Calprotectin is a 36 kilodalton calcium and zinc-binding protein, produced by PMNs, monocytes and squamous epithelial cells (except those in normal skin). After binding of calcium, it can resist degradation by leukocytic and microbial enzymes. By competing with different enzymes for limited, local amounts of zinc, Calprotectin can inhibit many zinc-dependent enzymes and thereby kill microorganisms or animal and human cells in culture. Different types of disease, for instance bacterial infections, rheumatoid arthritis and cancer, lead to activation of PMNs and increased levels of Calprotectin in plasma, cerebrospinal fluid, synovial fluid, crevicular fluid, urine or other human materials.
It is of special importance that the concentration of Calprotectin in faeces is correlated with the number of PMNs migrating into the gut lumen, and that it can be detected reliably even in small (less than one gram) random stool samples. Furthermore, organic diseases of the bowel give a strong Calprotectin signal, i.e. elevations are regularly five to several thousand times the upper reference in healthy individuals, indicating intestinal inflammation.

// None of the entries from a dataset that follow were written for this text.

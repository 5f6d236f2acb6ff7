use std::{collections::HashSet, sync::Arc};

use ahash::RandomState;

/// A normalized word.
/// Shared allocation, compared by content.
pub type Token = Arc<str>;

/// accented latin letters kept next to ascii a-z
const ACCENTED: &[char] = &['á', 'é', 'í', 'ó', 'ú', 'â', 'ê', 'î', 'ô', 'û', 'ã', 'õ', 'ç'];

/// Whether a (lower-cased) character survives normalization
#[inline]
pub fn is_term_char(c: char) -> bool {
    c.is_ascii_lowercase() || ACCENTED.contains(&c)
}

/// Word separators: ASCII space, tab, line feed, vertical tab, form feed and
/// carriage return. Unicode spaces are not separators.
#[inline]
pub fn is_separator(c: char) -> bool {
    matches!(c, ' ' | '\t' | '\n' | '\u{0B}' | '\u{0C}' | '\r')
}

/// Lower-case the line and drop everything that is neither a term character
/// nor a separator
pub fn normalize(line: &str) -> String {
    line.to_lowercase()
        .chars()
        .filter(|&c| is_term_char(c) || is_separator(c))
        .collect()
}

/// Deduplicates token allocations inside one unit of work
#[derive(Debug, Default)]
pub struct TermInterner {
    terms: HashSet<Token, RandomState>,
}

impl TermInterner {
    pub fn new() -> Self {
        Self::default()
    }

    /// Get the shared token for `term`, allocating it on first sight
    pub fn intern(&mut self, term: &str) -> Token {
        if let Some(token) = self.terms.get(term) {
            return Arc::clone(token);
        }
        let token: Token = Arc::from(term);
        self.terms.insert(Arc::clone(&token));
        token
    }

    pub fn len(&self) -> usize {
        self.terms.len()
    }

    pub fn is_empty(&self) -> bool {
        self.terms.is_empty()
    }
}

/// Split one line into normalized tokens.
/// Never fails; garbage in gives an empty vector.
///
/// # Examples
/// ```
/// use tfidf_pipeline::vectorizer::token::tokenize;
/// let tokens = tokenize("O Ação, 42 vezes!");
/// let tokens: Vec<&str> = tokens.iter().map(|t| t.as_ref()).collect();
/// assert_eq!(tokens, vec!["o", "ação", "vezes"]);
/// ```
pub fn tokenize(line: &str) -> Vec<Token> {
    let mut interner = TermInterner::new();
    let mut out = Vec::new();
    tokenize_into(line, &mut interner, &mut out);
    out
}

/// Tokenize `line` and append the tokens to `out`
pub fn tokenize_into(line: &str, interner: &mut TermInterner, out: &mut Vec<Token>) {
    let normalized = normalize(line);
    out.extend(
        normalized
            .split(is_separator)
            .filter(|word| !word.is_empty())
            .map(|word| interner.intern(word)),
    );
}

/// Tokenize every line of a block and concatenate the results
pub fn tokenize_lines<T>(lines: &[T]) -> Vec<Token>
where
    T: AsRef<str>,
{
    let mut interner = TermInterner::new();
    let mut out = Vec::new();
    for line in lines {
        tokenize_into(line.as_ref(), &mut interner, &mut out);
    }
    out
}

Inflammatory bowel diseases (IBD), i.e. ulcerative colitis and Crohn’s disease, may appear from early childhood to late adulthood and the diagnosis is often delayed due to vague symptoms or reluctance to perform endoscopy and biopsy. The CALPROGOLD calprotectin measurement can contribute to an earlier diagnosis of IBD since the test is usually positive in active IBD.
Functional disorders like irritable bowel syndrome (IBS) do not give increased faecal Calprotectin concentrations, but organic abdominal disorders like IBD do. Patients with organic and functional abdominal disorders may have similar symptoms, and clinical examination alone may not be sufficient to give a specific diagnosis. Further diagnostic procedures are complex, expensive and may expose the patient to pain and other risks. A test for faecal Calprotectin is a simple, non-invasive, inexpensive and objective method that can help selecting patients for additional examination like endoscopy. Abdominal symptoms are very common both in children and adults and a negative result as measured by the CALPROGOLD calprotectin kit can with high probability rule out inflammatory bowel disorders.

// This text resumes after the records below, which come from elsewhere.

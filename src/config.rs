use std::{num::NonZeroUsize, thread, time::Duration};

use serde::{Deserialize, Serialize};

/// How a failed unit of work affects the run.
/// Applied the same way to the tokenize and score phases.
#[derive(Debug, Clone, Copy, PartialEq, Eq, Default, Serialize, Deserialize)]
#[serde(rename_all = "kebab-case")]
pub enum FailurePolicy {
    /// record the failure in the document's own slot and keep going
    #[default]
    Isolate,
    /// abort the run on the first failure and cancel the rest
    FailFast,
}

/// Pipeline run settings
#[derive(Debug, Clone, PartialEq, Serialize, Deserialize)]
#[serde(default)]
pub struct PipelineConfig {
    /// worker threads, `None` = available parallelism
    pub threads: Option<usize>,
    /// upper bound for one fan-out phase to settle
    pub phase_timeout: Duration,
    pub failure_policy: FailurePolicy,
    /// log progress every N collected results (0 = never)
    pub progress_interval: usize,
}

impl Default for PipelineConfig {
    fn default() -> Self {
        Self {
            threads: None,
            phase_timeout: Duration::from_secs(5 * 60),
            failure_policy: FailurePolicy::Isolate,
            progress_interval: 100,
        }
    }
}

impl PipelineConfig {
    /// Create a config with default values
    pub fn new() -> Self {
        Self::default()
    }

    pub fn with_threads(mut self, threads: usize) -> Self {
        self.threads = Some(threads);
        self
    }

    pub fn with_phase_timeout(mut self, timeout: Duration) -> Self {
        self.phase_timeout = timeout;
        self
    }

    pub fn with_failure_policy(mut self, policy: FailurePolicy) -> Self {
        self.failure_policy = policy;
        self
    }

    pub fn with_progress_interval(mut self, interval: usize) -> Self {
        self.progress_interval = interval;
        self
    }

    /// Resolve the worker thread count.
    /// Never returns 0.
    pub fn worker_threads(&self) -> usize {
        match self.threads {
            Some(n) if n > 0 => n,
            _ => thread::available_parallelism().map_or(1, NonZeroUsize::get),
        }
    }
}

Mucosal healing is the optimal goal for IBD treatment, and a test for faecal Calprotectin can tell when this has been achieved. Many IBD patients in clinical remission with normal C-reactive protein (CRP) levels still have on-going inflammation, reflected by increased faecal Calprotectin. Such patients have increased risk of relapse within a few months. If mucosal healing can be achieved, the risk of relapse and need for major abdominal surgery will be reduced. Normalisation of Calprotectin levels means that mucosal healing has been achieved. The risk and severity of side effects to treatment should be balanced against the risk of continued inflammation, severe clinical relapse and complications.
The importance of achieving mucosal healing has been the focus of many scientific reviews and articles.